As far as I'm concerned, it is, regarding the integer addition. And
I'd agree with your rationale ordering (64bits support on general
purpose hardware being more important than limited platforms
optimization). I'm a bit annoyed by the introduction of integers in my
existing code when I don't add a .0 suffix to my constants, but I
guess for my performance requirements some late conversions from
integer to floats won't matter.

But I'd rather keep it a very discreet feature. In other words, not
use it as an argument to import features from other languages that are
better kept in these other languages (in my opinion).

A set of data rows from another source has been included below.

//! Shared primitives for the lexcor correction toolchain.
//!
//! This crate holds the pieces every pipeline stage needs and nothing else:
//!
//! - [`levenshtein`] -- edit distance over Unicode code points
//! - [`casefold`] -- lowercasing and letter-overlap helpers
//!
//! together with the integer key aliases of the anagram-hash domain. It has
//! no I/O and no dependencies.

pub mod casefold;
pub mod levenshtein;

/// An anagram value: an integer hash computed from a word's code-point
/// multiset. Two words share a key exactly when they are character-anagrams.
pub type AnagramKey = i64;

/// A character-confusion value: the integer encoding of one character-level
/// edit pattern. Confusion keys compose additively with anagram keys:
/// applying the pattern to a word adds the confusion key to its anagram key.
pub type ConfusionKey = i64;

/// Separator joining the tokens of an n-gram entry in the corpus files.
pub const NGRAM_SEPARATOR: char = '_';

2013/7/9 Roberto Ierusalimschy <>:
>> I suppose such data manipulation often requires treating ints as
>> unsigned quantities, therefore a bit64 library would be necessary
>> (in a previous post Roberto said its realization is probable).
> We are considering adding bitwise operations to Lua. After all, the main
> reason Lua did not have them was that they were awkward as primitive
> operations over floating-point numbers. With integer numbers, this
> problem is gone.

So far Lua has a syntax quite close to natural language, ie. readable
without knowledge of other programming languages. That's because it's
rather high level, as much as a small implementation can be. With
reasonnable mathematical education, you can understand mathematical
operators (with maybe the exception of ^, though it's a quite common
way to indicate superscript in plain text) and function calls
(assuming you keep your functions functional). With a bit a logical
thinking, the boolean operators behave like the corresponding words in
english (and apart maybe from precedence, I believe they translate
well to many other languages).

But as far as I know bitwise operations have no such ubiquitous
notations (maybe uppercase NOT/AND/OR/XOR?). I think most programmers
would understand C-like bitwise operators. But some users of Lua may
not be familiar with them, and IMHO that would seriously impact the
beauty of the language as it is. People that know C (or a derivative)
can easily interface with some C code, which should do all the heavy
bit mangling.

In other words it feels a little too low level (like the goto
feature), and the overlap with C, which Lua complements so well, may
compromise some of the uniqueness of Lua.